PROMPT – Provide an exact copy of the lines from the beginning of the records through the line that includes "fn issuer_routes() ->", and of no others.

§ §

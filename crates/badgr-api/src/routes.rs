//! 路由配置模块
//!
//! 定义所有 REST API 端点的路由映射

use axum::{
    Router, middleware,
    routing::{get, post},
};

use crate::{handlers, middleware::bearer_auth, state::AppState};

/// 健康检查路由（公开）
fn health_routes() -> Router<AppState> {
    Router::new()
        .route("/health", get(handlers::health::health_check))
        .route("/ready", get(handlers::health::readiness_check))
}

/// OAuth 令牌端点（公开）
fn oauth_routes() -> Router<AppState> {
    Router::new().route("/o/token", post(handlers::token::token))
}

/// 公开的 Open Badges 文档
fn public_routes() -> Router<AppState> {
    Router::new()
        .route("/public/issuers/{entity_id}", get(handlers::public::issuer_document))
        .route("/public/badges/{entity_id}", get(handlers::public::badge_class_document))
        .route("/public/assertions/{entity_id}", get(handlers::public::assertion))
        .route("/public/collections/{share_hash}", get(handlers::public::collection))
}

/// 发行方、徽章定义与徽章实例
fn issuer_routes() -> Router<AppState> {
    Router::new()
        // 发行方
        .route(
            "/v2/issuers",
            get(handlers::issuer::list_issuers).post(handlers::issuer::create_issuer),
        )
        .route(
            "/v2/issuers/{entity_id}",
            get(handlers::issuer::get_issuer)
                .put(handlers::issuer::update_issuer)
                .delete(handlers::issuer::delete_issuer),
        )
        .route(
            "/v2/issuers/{entity_id}/badgeclasses",
            get(handlers::badge_class::list_issuer_badge_classes)
                .post(handlers::badge_class::create_issuer_badge_class),
        )
        .route(
            "/v2/issuers/{entity_id}/assertions",
            get(handlers::assertion::list_issuer_assertions)
                .post(handlers::assertion::issue_issuer_assertion),
        )
        // 徽章定义
        .route(
            "/v2/badgeclasses",
            get(handlers::badge_class::list_all_badge_classes)
                .post(handlers::badge_class::create_badge_class),
        )
        .route(
            "/v2/badgeclasses/{entity_id}",
            get(handlers::badge_class::get_badge_class)
                .put(handlers::badge_class::update_badge_class)
                .delete(handlers::badge_class::delete_badge_class),
        )
        .route(
            "/v2/badgeclasses/{entity_id}/assertions",
            get(handlers::assertion::list_badge_class_assertions)
                .post(handlers::assertion::issue_badge_class_assertion),
        )
        .route(
            "/v2/badgeclasses/{entity_id}/issue",
            post(handlers::assertion::batch_issue),
        )
        // 徽章实例
        .route("/v2/assertions/revoke", post(handlers::assertion::batch_revoke))
        .route("/v2/assertions/changed", get(handlers::assertion::changed_since))
        .route(
            "/v2/assertions/{entity_id}",
            get(handlers::assertion::get_assertion)
                .put(handlers::assertion::update_assertion)
                .delete(handlers::assertion::revoke_assertion),
        )
        .route("/v2/issuer-tokens", post(handlers::token::issuer_tokens))
}

/// 背包与收藏集
fn backpack_routes() -> Router<AppState> {
    Router::new()
        .route("/v2/backpack/assertions", get(handlers::backpack::list_backpack))
        .route(
            "/v2/backpack/assertions/{entity_id}",
            get(handlers::backpack::get_backpack_assertion)
                .put(handlers::backpack::update_acceptance)
                .delete(handlers::backpack::reject_assertion),
        )
        .route(
            "/v2/backpack/collections",
            get(handlers::collection::list_collections)
                .post(handlers::collection::create_collection),
        )
        .route(
            "/v2/backpack/collections/{entity_id}",
            get(handlers::collection::get_collection)
                .put(handlers::collection::update_collection)
                .delete(handlers::collection::delete_collection),
        )
        .route("/v2/backpack/import", post(handlers::import::import_badge))
}

/// 构建完整路由；`/v2` 下的端点需要 Bearer 令牌
pub fn build_router(state: AppState) -> Router {
    let v2 = issuer_routes()
        .merge(backpack_routes())
        .route_layer(middleware::from_fn_with_state(state.clone(), bearer_auth));

    Router::new()
        .merge(health_routes())
        .merge(oauth_routes())
        .merge(public_routes())
        .merge(v2)
        .with_state(state)
}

§ §

RESULT OF THE EXERCISE –
filename crates/badgr-api/src/routes.rs
//! 路由配置模块
//!
//! 定义所有 REST API 端点的路由映射

use axum::{
    Router, middleware,
    routing::{get, post},
};

use crate::{handlers, middleware::bearer_auth, state::AppState};

/// 健康检查路由（公开）
fn health_routes() -> Router<AppState> {
    Router::new()
        .route("/health", get(handlers::health::health_check))
        .route("/ready", get(handlers::health::readiness_check))
}

/// OAuth 令牌端点（公开）
fn oauth_routes() -> Router<AppState> {
    Router::new().route("/o/token", post(handlers::token::token))
}

/// 公开的 Open Badges 文档
fn public_routes() -> Router<AppState> {
    Router::new()
        .route("/public/issuers/{entity_id}", get(handlers::public::issuer_document))
        .route("/public/badges/{entity_id}", get(handlers::public::badge_class_document))
        .route("/public/assertions/{entity_id}", get(handlers::public::assertion))
        .route("/public/collections/{share_hash}", get(handlers::public::collection))
}

/// 发行方、徽章定义与徽章实例
fn issuer_routes() -> Router<AppState> {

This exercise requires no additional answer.